:: Exercise ::
Find the lines below that contain the string "InsufficientLegs". Copy each one.

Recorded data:
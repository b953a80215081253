use rust_decimal::Decimal;
use rust_decimal_macros::dec;
use tracing::{debug, instrument, warn};

use super::adjustments::{apply_adjustments, Adjustments};
use super::validation::{Sizing, ValidLeg, ValidatedInput, Validator};
use crate::common::errors::{CalculatorError, Result};
use crate::common::types::{
    CalculatorInput, CalculatorOptions, CalculatorResult, LegStake, OddsLeg, StakeMode,
};
use crate::config::types::{AppConfig, Limits};

/// Equal-payout arbitrage calculator
///
/// Holds validation limits and the default options used by the convenience
/// entry points. The calculator itself is stateless: every call is an
/// independent pure function of its input.
#[derive(Debug, Clone, Default)]
pub struct ArbitrageCalculator {
    validator: Validator,
    defaults: CalculatorOptions,
}

impl ArbitrageCalculator {
    pub fn new(limits: Limits) -> Self {
        Self {
            validator: Validator::new(limits),
            defaults: CalculatorOptions::default(),
        }
    }

    pub fn from_config(config: &AppConfig) -> Self {
        Self {
            validator: Validator::new(config.limits.clone()),
            defaults: config.calculator.clone(),
        }
    }

    pub fn with_default_options(mut self, options: CalculatorOptions) -> Self {
        self.defaults = options;
        self
    }

    pub fn validator(&self) -> &Validator {
        &self.validator
    }

    pub fn default_options(&self) -> &CalculatorOptions {
        &self.defaults
    }

    /// Validate and compute a full calculator input
    #[instrument(skip(self, input), fields(legs = input.legs.len()))]
    pub fn calculate(&self, input: &CalculatorInput) -> Result<CalculatorResult> {
        let validated = self.validator.validate_input(input)?;
        let result = compute(&validated)?;

        if let Sizing::FixedLeg { .. } = validated.sizing {
            // the derived total has to respect the same ceiling as a supplied one
            self.validator.validate_stake(result.stake).into_result()?;
        }

        Ok(result)
    }

    /// Split `total_stake` across `legs` using the default options
    pub fn calculate_total(&self, legs: &[OddsLeg], total_stake: f64) -> Result<CalculatorResult> {
        let input = CalculatorInput {
            legs: legs.to_vec(),
            stake: StakeMode::total(total_stake),
            options: self.defaults.clone(),
        };
        self.calculate(&input)
    }

    /// Fix the stake on leg `index` and size the rest using the default options
    pub fn calculate_fixed_leg(
        &self,
        legs: &[OddsLeg],
        index: usize,
        stake: f64,
    ) -> Result<CalculatorResult> {
        let input = CalculatorInput {
            legs: legs.to_vec(),
            stake: StakeMode::fixed_leg(index, stake),
            options: self.defaults.clone(),
        };
        self.calculate(&input)
    }
}

/// Validate `input` against `limits` and compute the result
pub fn calculate(input: &CalculatorInput, limits: &Limits) -> Result<CalculatorResult> {
    ArbitrageCalculator::new(limits.clone()).calculate(input)
}

/// Sum of implied probabilities `Σ 1/odds`
pub fn total_implied_probability(legs: &[ValidLeg]) -> Result<Decimal> {
    legs.iter().try_fold(Decimal::ZERO, |acc, leg| {
        checked_add(acc, implied_probability(leg.odds)?, "total implied probability")
    })
}

/// Implied probability `1/odds` of a single decimal price
pub fn implied_probability(odds: Decimal) -> Result<Decimal> {
    checked_div(Decimal::ONE, odds, "implied probability")
}

/// Core computation over validated input. Never rounds.
pub fn compute(input: &ValidatedInput) -> Result<CalculatorResult> {
    let probabilities = input
        .legs
        .iter()
        .map(|leg| implied_probability(leg.odds))
        .collect::<Result<Vec<_>>>()?;
    let total_probability = total_implied_probability(&input.legs)?;

    let (total_stake, gross_payout, stakes) = match input.sizing {
        Sizing::Total(total_stake) => {
            let gross_payout = checked_div(total_stake, total_probability, "guaranteed payout")?;
            let stakes = probabilities
                .iter()
                .map(|p| {
                    let weighted = checked_mul(total_stake, *p, "leg stake")?;
                    checked_div(weighted, total_probability, "leg stake")
                })
                .collect::<Result<Vec<_>>>()?;
            (total_stake, gross_payout, stakes)
        }
        Sizing::FixedLeg { index, stake } => {
            let anchor = input.legs.get(index).ok_or_else(|| CalculatorError::InvalidLeg {
                index,
                reason: format!("fixed stake refers to a leg outside 0..{}", input.legs.len()),
            })?;
            let gross_payout = checked_mul(stake, anchor.odds, "guaranteed payout")?;
            let stakes = input
                .legs
                .iter()
                .zip(&probabilities)
                .map(|(leg, p)| {
                    if leg.index == index {
                        Ok(stake)
                    } else {
                        checked_mul(gross_payout, *p, "leg stake")
                    }
                })
                .collect::<Result<Vec<_>>>()?;
            let total_stake = stakes
                .iter()
                .try_fold(Decimal::ZERO, |acc, s| checked_add(acc, *s, "total stake"))?;
            (total_stake, gross_payout, stakes)
        }
    };

    let legs = input
        .legs
        .iter()
        .zip(probabilities)
        .zip(stakes)
        .map(|((leg, implied_probability), stake)| {
            Ok(LegStake {
                index: leg.index,
                bookmaker: leg.bookmaker.clone(),
                market: leg.market.clone(),
                outcome: leg.outcome.clone(),
                odds: leg.odds,
                implied_probability,
                stake,
                payout: checked_mul(stake, leg.odds, "leg payout")?,
            })
        })
        .collect::<Result<Vec<_>>>()?;

    let Adjustments {
        fees,
        taxes,
        net_payout,
    } = apply_adjustments(gross_payout, total_stake, &input.options)?;

    let profit = checked_sub(net_payout, total_stake, "profit")?;
    let roi = checked_div(profit, total_stake, "roi")?;
    let profit_percentage = checked_mul(roi, dec!(100), "profit percentage")?;
    let is_arbitrage = total_probability < Decimal::ONE;

    debug!(
        legs = legs.len(),
        total_implied_probability = %total_probability,
        is_arbitrage,
        profit = %profit,
        "Computed stake distribution"
    );

    Ok(CalculatorResult {
        stake: total_stake,
        payout: net_payout,
        profit,
        profit_percentage,
        roi,
        total_implied_probability: total_probability,
        is_arbitrage,
        gross_payout,
        fees,
        taxes,
        legs,
    })
}

pub(crate) fn checked_add(lhs: Decimal, rhs: Decimal, step: &str) -> Result<Decimal> {
    lhs.checked_add(rhs).ok_or_else(|| overflow(step))
}

pub(crate) fn checked_div(lhs: Decimal, rhs: Decimal, step: &str) -> Result<Decimal> {
    lhs.checked_div(rhs).ok_or_else(|| overflow(step))
}

pub(crate) fn checked_mul(lhs: Decimal, rhs: Decimal, step: &str) -> Result<Decimal> {
    lhs.checked_mul(rhs).ok_or_else(|| overflow(step))
}

pub(crate) fn checked_sub(lhs: Decimal, rhs: Decimal, step: &str) -> Result<Decimal> {
    lhs.checked_sub(rhs).ok_or_else(|| overflow(step))
}

fn overflow(step: &str) -> CalculatorError {
    warn!("Decimal overflow while computing {}", step);
    CalculatorError::overflow(step)
}
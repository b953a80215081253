//! Error types for the calculation engine

use serde::{Deserialize, Serialize};
use thiserror::Error;

/// Result type alias using our CalculatorError
pub type Result<T> = std::result::Result<T, CalculatorError>;

/// Main error type for calculator operations
#[derive(Error, Debug, Clone, PartialEq, Eq)]
pub enum CalculatorError {
    /// Odds value is non-numeric, <= 1.0, or outside the accepted range
    #[error("Invalid odds {value}: {reason}")]
    InvalidOdds { value: String, reason: String },

    /// Stake is non-numeric, <= 0, or above the configured maximum
    #[error("Invalid stake {value}: {reason}")]
    InvalidStake { value: String, reason: String },

    /// Fewer than two outcome legs supplied
    #[error("Insufficient legs: {count} supplied, at least {required} required")]
    InsufficientLegs { count: usize, required: usize },

    /// A leg is malformed for a reason other than its odds
    #[error("Invalid leg at index {index}: {reason}")]
    InvalidLeg { index: usize, reason: String },

    /// Probability outside the open interval (0, 1)
    #[error("Invalid probability {value}: {reason}")]
    InvalidProbability { value: String, reason: String },

    /// Calculator options out of range
    #[error("Invalid options: {0}")]
    InvalidOptions(String),

    /// An intermediate or final value overflowed
    #[error("Computation overflow: {0}")]
    ComputationOverflow(String),

    /// Configuration errors
    #[error("Configuration error: {0}")]
    Configuration(String),

    /// JSON serialization/deserialization errors
    #[error("Serialization error: {0}")]
    Serialization(String),
}

impl CalculatorError {
    pub fn invalid_odds(value: impl ToString, reason: impl Into<String>) -> Self {
        Self::InvalidOdds {
            value: value.to_string(),
            reason: reason.into(),
        }
    }

    pub fn invalid_stake(value: impl ToString, reason: impl Into<String>) -> Self {
        Self::InvalidStake {
            value: value.to_string(),
            reason: reason.into(),
        }
    }

    pub fn overflow(step: impl Into<String>) -> Self {
        Self::ComputationOverflow(step.into())
    }

    /// Classify the error for callers that map kinds to their own messages
    pub fn kind(&self) -> ErrorKind {
        match self {
            Self::InvalidOdds { .. } => ErrorKind::InvalidOdds,
            Self::InvalidStake { .. } => ErrorKind::InvalidStake,
            Self::InsufficientLegs { .. } => ErrorKind::InsufficientLegs,
            Self::InvalidLeg { .. } => ErrorKind::InvalidLeg,
            Self::InvalidProbability { .. } => ErrorKind::InvalidProbability,
            Self::InvalidOptions(_) => ErrorKind::InvalidOptions,
            Self::ComputationOverflow(_) => ErrorKind::ComputationOverflow,
            Self::Configuration(_) => ErrorKind::Configuration,
            Self::Serialization(_) => ErrorKind::Serialization,
        }
    }
}

/// Stable, developer-facing error identifiers
#[derive(Debug, Clone, Copy, PartialEq, Eq, Hash, Serialize, Deserialize)]
pub enum ErrorKind {
    InvalidOdds,
    InvalidStake,
    InsufficientLegs,
    InvalidLeg,
    InvalidProbability,
    InvalidOptions,
    ComputationOverflow,
    Configuration,
    Serialization,
}

impl ErrorKind {
    pub fn as_str(&self) -> &'static str {
        match self {
            ErrorKind::InvalidOdds => "InvalidOdds",
            ErrorKind::InvalidStake => "InvalidStake",
            ErrorKind::InsufficientLegs => "InsufficientLegs",
            ErrorKind::InvalidLeg => "InvalidLeg",
            ErrorKind::InvalidProbability => "InvalidProbability",
            ErrorKind::InvalidOptions => "InvalidOptions",
            ErrorKind::ComputationOverflow => "ComputationOverflow",
            ErrorKind::Configuration => "Configuration",
            ErrorKind::Serialization => "Serialization",
        }
    }
}

impl std::fmt::Display for ErrorKind {
    fn fmt(&self, f: &mut std::fmt::Formatter<'_>) -> std::fmt::Result {
        f.write_str(self.as_str())
    }
}

impl From<config::ConfigError> for CalculatorError {
    fn from(err: config::ConfigError) -> Self {
        CalculatorError::Configuration(err.to_string())
    }
}

impl From<serde_json::Error> for CalculatorError {
    fn from(err: serde_json::Error) -> Self {
        CalculatorError::Serialization(err.to_string())
    }
}
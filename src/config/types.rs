//! Configuration types

use rust_decimal::Decimal;
use rust_decimal_macros::dec;
use serde::{Deserialize, Serialize};

use crate::common::types::CalculatorOptions;

/// Main application configuration
#[derive(Debug, Clone, Default, Serialize, Deserialize)]
pub struct AppConfig {
    /// Validation bounds
    #[serde(default)]
    pub limits: Limits,
    /// Default calculator options, passed by value into each calculation
    #[serde(default)]
    pub calculator: CalculatorOptions,
    /// General application settings
    #[serde(default)]
    pub settings: AppSettings,
}

/// Bounds applied by the input validator
#[derive(Debug, Clone, PartialEq, Eq, Serialize, Deserialize)]
pub struct Limits {
    /// Largest decimal odds accepted; anything above is treated as an input error
    #[serde(default = "default_max_odds")]
    pub max_odds: Decimal,
    /// Largest stake accepted
    #[serde(default = "default_max_stake")]
    pub max_stake: Decimal,
    /// Minimum number of legs in an arbitrage set
    #[serde(default = "default_min_legs")]
    pub min_legs: usize,
    /// Largest number of decimal places the formatter will render
    #[serde(default = "default_max_decimal_places")]
    pub max_decimal_places: u32,
}

impl Default for Limits {
    fn default() -> Self {
        Self {
            max_odds: default_max_odds(),
            max_stake: default_max_stake(),
            min_legs: default_min_legs(),
            max_decimal_places: default_max_decimal_places(),
        }
    }
}

fn default_max_odds() -> Decimal {
    dec!(1000)
}

fn default_max_stake() -> Decimal {
    dec!(1000000000)
}

fn default_min_legs() -> usize {
    2
}

fn default_max_decimal_places() -> u32 {
    10
}

/// General application settings
#[derive(Debug, Clone, Serialize, Deserialize)]
pub struct AppSettings {
    /// Log level (trace, debug, info, warn, error)
    #[serde(default = "default_log_level")]
    pub log_level: String,
    /// Maximum number of calculations kept in history
    #[serde(default = "default_history_capacity")]
    pub history_capacity: usize,
}

impl Default for AppSettings {
    fn default() -> Self {
        Self {
            log_level: default_log_level(),
            history_capacity: default_history_capacity(),
        }
    }
}

fn default_log_level() -> String {
    "info".to_string()
}

fn default_history_capacity() -> usize {
    100
}
//! Config module - file and environment backed configuration

pub mod loader;
pub mod types;

pub use loader::{load_config, load_from_env};
pub use types::{AppConfig, AppSettings, Limits};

:: Output for this task ::
    InsufficientLegs { count: usize, required: usize },
            Self::InsufficientLegs { .. } => ErrorKind::InsufficientLegs,
    InsufficientLegs,
            ErrorKind::InsufficientLegs => "InsufficientLegs",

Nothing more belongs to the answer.